Collected data:
Content starts
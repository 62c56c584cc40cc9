use serde::de::DeserializeOwned;
use serde::Serialize;
use serde_json::Value;

use crate::error::TransportError;

pub async fn get_json<T: DeserializeOwned>(http: &reqwest::Client, url: &str) -> Result<T, TransportError> {
    let response = http.get(url).send().await?;
    decode(response).await
}

pub async fn post_json<B: Serialize + ?Sized, T: DeserializeOwned>(
    http: &reqwest::Client,
    url: &str,
    body: &B,
) -> Result<T, TransportError> {
    let response = http.post(url).json(body).send().await?;
    decode(response).await
}

/// Turns a response into exactly one outcome. Non-2xx bodies are kept as JSON when
/// they parse so callers can dig out `error.message`.
async fn decode<T: DeserializeOwned>(response: reqwest::Response) -> Result<T, TransportError> {
    let status = response.status();
    let bytes = response
        .bytes()
        .await
        .map_err(|e| TransportError::Network(e.to_string()))?;

    if !status.is_success() {
        let body = if bytes.is_empty() {
            None
        } else {
            Some(
                serde_json::from_slice(&bytes)
                    .unwrap_or_else(|_| Value::String(String::from_utf8_lossy(&bytes).into_owned())),
            )
        };
        return Err(TransportError::Status {
            status: status.as_u16(),
            body,
        });
    }

    serde_json::from_slice(&bytes).map_err(|e| TransportError::Decode(e.to_string()))
}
Content ends
YOUR GOAL: Only a number is wanted here: the tally of lines in the entries that include the word "await".

TASK RESPONSE: 5